The D-VHS format enables digital-video recording with 44-Gbyte capacity per cassette tapes of the same size as today's VHS format, ensuring full compatibility with that analog standard. One tape can record for 7 hours in standard-definition mode at a transfer rate of 14.1 Mbits/second, or for 3.5 hours in high-definition mode at 28.2 Mbits/s.
Though JVC proposed D-VHS as early as 1995, the standard's use has been limited to dedicated tuner built-in recorders for JVC's Ecostar line and for PerfecTV from Hitachi Ltd.
"Sony's participation will make it more certain that D-VHS will be the world de facto standard," said Hiroki Shimizu, senior managing director of JVC.
Katsumi Ihara, president of Sony's Home A&V Products Co., said, "Through the joint R&D, the two companies will combine D-VHS and i.Link interface technology to provide a means of digital recording for digital broadcasts in the world. Furthermore, we want to propose new usage of D-VHS on a digital network."

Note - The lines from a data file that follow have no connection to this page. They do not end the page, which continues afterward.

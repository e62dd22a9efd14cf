use sea_orm::DatabaseConnection;

use crate::{EngineConfig, EngineError, ResultEngine};

mod access;
mod adjustment;
mod idempotency;
mod ledger;
mod missions;
mod products;
mod qr;
mod store;
mod transfer;
mod users;
mod wallets;

/// Run a block inside a DB transaction, committing on success and rolling back on error.
///
/// The transaction is opened at the configured isolation level.
macro_rules! with_tx {
    ($self:expr, |$tx:ident| $body:expr) => {{
        let $tx = $self
            .database
            .begin_with_config($self.config.isolation.level(), None)
            .await?;
        let result = $body;
        match result {
            Ok(value) => {
                $tx.commit().await?;
                Ok(value)
            }
            Err(err) => Err(err),
        }
    }};
}

pub(crate) use with_tx;

#[derive(Debug)]
pub struct Engine {
    database: DatabaseConnection,
    config: EngineConfig,
}

impl Engine {
    /// Return a builder for `Engine`. Help to build the struct.
    pub fn builder() -> EngineBuilder {
        EngineBuilder::default()
    }

    pub fn config(&self) -> &EngineConfig {
        &self.config
    }
}

/// The builder for `Engine`
#[derive(Default)]
pub struct EngineBuilder {
    database: DatabaseConnection,
    config: Option<EngineConfig>,
}

impl EngineBuilder {
    /// Pass the required database
    pub fn database(mut self, db: DatabaseConnection) -> EngineBuilder {
        self.database = db;
        self
    }

    /// Pass the required configuration
    pub fn config(mut self, config: EngineConfig) -> EngineBuilder {
        self.config = Some(config);
        self
    }

    /// Construct `Engine`
    pub async fn build(self) -> ResultEngine<Engine> {
        let config = self
            .config
            .ok_or_else(|| EngineError::InvalidInput("missing engine config".to_string()))?;
        if config.qr_signing_secret.is_empty() {
            return Err(EngineError::InvalidInput(
                "qr signing secret must not be empty".to_string(),
            ));
        }
        if config.qr_expiry_minutes <= 0 {
            return Err(EngineError::InvalidInput(
                "qr expiry must be > 0 minutes".to_string(),
            ));
        }
        Ok(Engine {
            database: self.database,
            config,
        })
    }
}
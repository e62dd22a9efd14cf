//! Runtime configuration handed to the [`Engine`](crate::Engine) at build time.
//!
//! Nothing here is read from the environment: the application layer
//! deserializes its settings and passes the result to
//! [`EngineBuilder::config`](crate::EngineBuilder::config).

use sea_orm::IsolationLevel;
use serde::{Deserialize, Serialize};

/// What to do when a money-moving flow would credit a frozen wallet.
///
/// Debits from a frozen wallet are always refused; credits are a product
/// decision that differs per flow.
#[derive(Clone, Copy, Debug, Default, PartialEq, Eq, Serialize, Deserialize)]
#[serde(rename_all = "snake_case")]
pub enum FrozenCredit {
    #[default]
    Allow,
    Reject,
}

/// Frozen-wallet credit policy, one entry per flow.
#[derive(Clone, Copy, Debug, PartialEq, Eq, Serialize, Deserialize)]
#[serde(default)]
pub struct FrozenCreditPolicy {
    pub transfer: FrozenCredit,
    pub qr_payment: FrozenCredit,
    pub mission_reward: FrozenCredit,
    pub purchase: FrozenCredit,
    pub adjustment: FrozenCredit,
}

impl Default for FrozenCreditPolicy {
    fn default() -> Self {
        Self {
            transfer: FrozenCredit::Reject,
            qr_payment: FrozenCredit::Allow,
            mission_reward: FrozenCredit::Allow,
            purchase: FrozenCredit::Allow,
            adjustment: FrozenCredit::Allow,
        }
    }
}

/// Isolation level requested for every money-moving unit of work.
#[derive(Clone, Copy, Debug, Default, PartialEq, Eq, Serialize, Deserialize)]
#[serde(rename_all = "snake_case")]
pub enum Isolation {
    #[default]
    Serializable,
    RepeatableRead,
    /// Let the backend decide (SQLite ignores isolation levels anyway).
    Backend,
}

impl Isolation {
    pub(crate) fn level(self) -> Option<IsolationLevel> {
        match self {
            Self::Serializable => Some(IsolationLevel::Serializable),
            Self::RepeatableRead => Some(IsolationLevel::RepeatableRead),
            Self::Backend => None,
        }
    }
}

#[derive(Clone)]
pub struct EngineConfig {
    /// Secret used to sign and verify QR codes.
    pub qr_signing_secret: String,
    /// Lifetime of a freshly created QR code.
    pub qr_expiry_minutes: i64,
    pub frozen_credit: FrozenCreditPolicy,
    pub isolation: Isolation,
}

impl std::fmt::Debug for EngineConfig {
    fn fmt(&self, f: &mut std::fmt::Formatter<'_>) -> std::fmt::Result {
        f.debug_struct("EngineConfig")
            .field("qr_signing_secret", &"<redacted>")
            .field("qr_expiry_minutes", &self.qr_expiry_minutes)
            .field("frozen_credit", &self.frozen_credit)
            .field("isolation", &self.isolation)
            .finish()
    }
}

impl EngineConfig {
    #[must_use]
    pub fn new(qr_signing_secret: impl Into<String>) -> Self {
        Self {
            qr_signing_secret: qr_signing_secret.into(),
            qr_expiry_minutes: 10,
            frozen_credit: FrozenCreditPolicy::default(),
            isolation: Isolation::default(),
        }
    }

    #[must_use]
    pub fn qr_expiry_minutes(mut self, minutes: i64) -> Self {
        self.qr_expiry_minutes = minutes;
        self
    }

    #[must_use]
    pub fn frozen_credit(mut self, policy: FrozenCreditPolicy) -> Self {
        self.frozen_credit = policy;
        self
    }

    #[must_use]
    pub fn isolation(mut self, isolation: Isolation) -> Self {
        self.isolation = isolation;
        self
    }
}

IEEE-1394 has already been adopted in the consumer realm for output of digital-video camcorders. But JVC and Sony plan to devise technology to send MPEG-2 data through the 1394 link, making it possible to connect D-VHS decks to set-top-boxes for recording digital broadcasts.
"IEEE-1394 defined the road of the signal, but what runs on that road has not been defined," said Takamichi Mitsuhashi, a Sony development engineer. "We will build a protocol to define what will be transmitted."
JVC, as the licensor of D-VHS, will provide the 1394-related technology to licensees. A total of 13 major VCR manufacturers have lined up behind D-VHS, with three companies Hitachi, Matsushita Electric Industrial Co. and Philips Electronics serving as technical advisers.
A place for tape
Consumer manufacturers, including Sony and JVC, are working on the next-generation disk system with a capacity of around 15 Gbytes, which they expect to be suitable for a home video-disk recorder. But that doesn't mean there's no place for tape.
"People said that tape had no future," said JVC's Shimizu. "But in terms of cost, tape media have an incomparable advantage. D-VHS will vitalize the huge asset of VHS that has already accumulated."
The D-VHS format features bit-stream recording, in which an input signal and output is stored as is scrambled data is left that way, without descrambling. This is one way to avoid copy-protection problems.
For 1394, Hitachi, Intel, Matsushita, Sony and Toshiba have proposed the Digital Transmission Content Protection scheme to prohibit illegal duplication. A 1394-equipped D-VHS deck will thus have ample copy protection.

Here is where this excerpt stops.